Em termos ambientais, a antropausa de 2020 é um acontecimento colossal, um dos maiores
e mais significativos eventos no contexto do mundo natural, sobretudo desde a exploração
de que este foi alvo após a Segunda Guerra Mundial. A antropausa gerou um espaço de
desafogo do tamanho do planeta.
Contudo, é a nova conexão entre pessoas e natureza que melhor ilustra o novo olhar
que a pandemia ajudou a lançar sobre aquela. Enquanto a vida laboral atingia um ponto de
não retorno no mundo humano, a vida no mundo natural florescia como nunca, o que
intensificou por certo o interesse renovado na natureza, por parte de pessoas que
procuravam algum tipo de distração durante o confinamento.

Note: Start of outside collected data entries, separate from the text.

use std::fmt;

use serde::{Deserialize, Serialize};
use ulid::Ulid;

/// Unix milliseconds — the only clock-derived time type.
pub type Ms = i64;

/// Zero-padded 24-hour wall-clock time, `"HH:MM"`.
///
/// Ordering is plain string ordering, which agrees with time ordering only
/// because the format is fixed-width and zero-padded. Construction is the
/// sole way in, so a stored value is always well-formed and the ordering
/// invariant cannot be broken by malformed input.
#[derive(Debug, Clone, PartialEq, Eq, PartialOrd, Ord, Hash, Serialize, Deserialize)]
#[serde(try_from = "String", into = "String")]
pub struct WallTime(String);

impl WallTime {
    pub fn parse(s: &str) -> Result<Self, SlotError> {
        let b = s.as_bytes();
        let shaped = b.len() == 5
            && b[2] == b':'
            && b[0].is_ascii_digit()
            && b[1].is_ascii_digit()
            && b[3].is_ascii_digit()
            && b[4].is_ascii_digit();
        if !shaped {
            return Err(SlotError::BadTime(s.to_string()));
        }
        let hh = (b[0] - b'0') * 10 + (b[1] - b'0');
        let mm = (b[3] - b'0') * 10 + (b[4] - b'0');
        if hh > 23 || mm > 59 {
            return Err(SlotError::BadTime(s.to_string()));
        }
        Ok(Self(s.to_string()))
    }

    pub fn as_str(&self) -> &str {
        &self.0
    }
}

impl TryFrom<String> for WallTime {
    type Error = SlotError;

    fn try_from(s: String) -> Result<Self, Self::Error> {
        Self::parse(&s)
    }
}

impl From<WallTime> for String {
    fn from(t: WallTime) -> String {
        t.0
    }
}

impl fmt::Display for WallTime {
    fn fmt(&self, f: &mut fmt::Formatter<'_>) -> fmt::Result {
        f.write_str(&self.0)
    }
}

/// Calendar-day key, `"YYYY-MM-DD"`. Same fixed-width string-ordering
/// rationale as [`WallTime`].
#[derive(Debug, Clone, PartialEq, Eq, PartialOrd, Ord, Hash, Serialize, Deserialize)]
#[serde(try_from = "String", into = "String")]
pub struct DateKey(String);

impl DateKey {
    pub fn parse(s: &str) -> Result<Self, SlotError> {
        let b = s.as_bytes();
        let shaped = b.len() == 10
            && b[4] == b'-'
            && b[7] == b'-'
            && [0, 1, 2, 3, 5, 6, 8, 9].iter().all(|&i| b[i].is_ascii_digit());
        if !shaped {
            return Err(SlotError::BadDate(s.to_string()));
        }
        let month = (b[5] - b'0') * 10 + (b[6] - b'0');
        let day = (b[8] - b'0') * 10 + (b[9] - b'0');
        if !(1..=12).contains(&month) || !(1..=31).contains(&day) {
            return Err(SlotError::BadDate(s.to_string()));
        }
        Ok(Self(s.to_string()))
    }

    pub fn as_str(&self) -> &str {
        &self.0
    }
}

impl TryFrom<String> for DateKey {
    type Error = SlotError;

    fn try_from(s: String) -> Result<Self, Self::Error> {
        Self::parse(&s)
    }
}

impl From<DateKey> for String {
    fn from(d: DateKey) -> String {
        d.0
    }
}

impl fmt::Display for DateKey {
    fn fmt(&self, f: &mut fmt::Formatter<'_>) -> fmt::Result {
        f.write_str(&self.0)
    }
}

/// Half-open wall-clock range `[start, end)` on one implicit calendar day.
#[derive(Debug, Clone, PartialEq, Eq, Hash, Serialize, Deserialize)]
pub struct TimeRange {
    start: WallTime,
    end: WallTime,
}

impl TimeRange {
    /// Rejects inverted and zero-length ranges. A built range is always valid.
    pub fn new(start: WallTime, end: WallTime) -> Result<Self, SlotError> {
        if start >= end {
            return Err(SlotError::Inverted {
                start: start.0,
                end: end.0,
            });
        }
        Ok(Self { start, end })
    }

    pub fn parse(start: &str, end: &str) -> Result<Self, SlotError> {
        Self::new(WallTime::parse(start)?, WallTime::parse(end)?)
    }

    pub fn start(&self) -> &WallTime {
        &self.start
    }

    pub fn end(&self) -> &WallTime {
        &self.end
    }

    /// Half-open overlap: ranges that share only a boundary do not overlap,
    /// so a meeting ending at 10:00 never conflicts with one starting at 10:00.
    pub fn overlaps(&self, other: &TimeRange) -> bool {
        self.start < other.end && other.start < self.end
    }
}

impl fmt::Display for TimeRange {
    fn fmt(&self, f: &mut fmt::Formatter<'_>) -> fmt::Result {
        write!(f, "[{}, {})", self.start, self.end)
    }
}

/// Validation failures at model construction.
#[derive(Debug, Clone, PartialEq, Eq)]
pub enum SlotError {
    BadTime(String),
    BadDate(String),
    Inverted { start: String, end: String },
}

impl fmt::Display for SlotError {
    fn fmt(&self, f: &mut fmt::Formatter<'_>) -> fmt::Result {
        match self {
            SlotError::BadTime(s) => write!(f, "not a zero-padded HH:MM time: {s:?}"),
            SlotError::BadDate(s) => write!(f, "not a YYYY-MM-DD date: {s:?}"),
            SlotError::Inverted { start, end } => {
                write!(f, "range start {start} is not before end {end}")
            }
        }
    }
}

impl std::error::Error for SlotError {}

/// Who booked the slot.
#[derive(Debug, Clone, PartialEq, Eq, Serialize, Deserialize)]
pub struct Requester {
    pub name: String,
    pub email: String,
    pub department: String,
}

/// A confirmed booking. `id` and `created_at` are assigned at commit and
/// never change; everything else is what the requester submitted.
#[derive(Debug, Clone, PartialEq, Eq, Serialize, Deserialize)]
pub struct Booking {
    pub id: Ulid,
    pub room_id: String,
    pub date: DateKey,
    pub slot: TimeRange,
    pub requester: Requester,
    pub meeting_title: String,
    pub notes: Option<String>,
    pub created_at: Ms,
}

impl Booking {
    pub fn room_day(&self) -> RoomDay {
        RoomDay {
            room_id: self.room_id.clone(),
            date: self.date.clone(),
        }
    }
}

/// Partition key. Two bookings can only conflict when they share both the
/// room and the calendar date.
#[derive(Debug, Clone, PartialEq, Eq, Hash, Serialize, Deserialize)]
pub struct RoomDay {
    pub room_id: String,
    pub date: DateKey,
}

/// All bookings for one (room, date), sorted by slot start.
#[derive(Debug, Clone)]
pub struct DaySchedule {
    pub room_id: String,
    pub date: DateKey,
    pub bookings: Vec<Booking>,
}

impl DaySchedule {
    pub fn new(room_id: String, date: DateKey) -> Self {
        Self {
            room_id,
            date,
            bookings: Vec::new(),
        }
    }

    /// Insert maintaining sort order by slot start.
    pub fn insert_booking(&mut self, booking: Booking) {
        let pos = self
            .bookings
            .partition_point(|b| b.slot.start() <= booking.slot.start());
        self.bookings.insert(pos, booking);
    }

    /// Remove a booking by id.
    pub fn remove_booking(&mut self, id: Ulid) -> Option<Booking> {
        let pos = self.bookings.iter().position(|b| b.id == id)?;
        Some(self.bookings.remove(pos))
    }

    /// Bookings whose slot overlaps the query window.
    /// Binary search skips everything starting at or after `query.end`.
    pub fn overlapping(&self, query: &TimeRange) -> impl Iterator<Item = &Booking> {
        let right = self
            .bookings
            .partition_point(|b| b.slot.start() < query.end());
        self.bookings[..right]
            .iter()
            .filter(move |b| b.slot.end() > query.start())
    }
}

/// The WAL record format. A whole commit batch travels as ONE record, so a
/// replayed log can never surface part of a batch.
#[derive(Debug, Clone, PartialEq, Eq, Serialize, Deserialize)]
pub enum Event {
    BookingsCommitted {
        bookings: Vec<Booking>,
    },
    BookingCancelled {
        id: Ulid,
        room_id: String,
        date: DateKey,
    },
}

Mesmo num contexto tão traumático, a natureza continuava disponível. Não tinha
mudado de direção, nem tinha sido destruída pela pandemia, este imenso evento que estava
a destruir quase tudo, que estava a transformar o ano de 2020 num ano perdido para os
acontecimentos humanos. Neste tempo de caos no mundo das pessoas, a natureza
permaneceu uma constante, como sempre o foi. O COVID-19 tinha destruído, pelo menos
temporariamente, inúmeros artefactos humanos; tinha parado os negócios, o comércio, as
viagens, o desporto, a educação, o entretenimento, e todo o tipo de encontros sociais. Mas
não tinha parado a primavera. Para a natureza, o ano de 2020 não foi um ano perdido. Muito
pelo contrário.
Se tivermos tido consciência disto, teremos tido consciência do valor único do mundo
natural, que detém a chave das nossas origens e continua a ser o verdadeiro lar das nossas
psiques, tal como Robert Ulrich descobriu. Apesar das atitudes hostis de muitos de nós, a
natureza continua a providenciar ar, água e alimento, resiliência e maravilhamento. E creio
que todos nos demos conta da necessidade de partilhar os seus benefícios e de tornar a
questão do acesso equitativo à natureza uma prioridade da agenda política.
Em dezembro, com pandemia ou sem pandemia, o solstício de inverno virá até nós de
novo. Trata-se de um dia profundamente feliz, pois significa que haverá cada vez mais luz
nos nossos dias e que nada a poderá travar. A sensação de que a natureza é uma força
imparável tornou-se particularmente clara para mim, e sem dúvida para muitos outros, em
virtude do acontecimento mundial e histórico que é o coronavírus, por muito que se trate de
um paradoxo trágico. A natureza tornou-se visível de novo devido a essa circunstância
extraordinária que é a antropausa, e também devido à necessidade que as pessoas têm de
procurar na natureza o alívio para níveis de stresse sem precedentes.
O mundo natural não desapontou os que o procuraram, mercê da sua capacidade para
nos consolar, regenerar e recarregar de energia. Sobretudo mercê da sua simples presença,
tão frequentemente ignorada e subvalorizada, que continua a inundar de vida a nossa
existência, mesmo quando os artefactos humanos se desmoronam à nossa volta.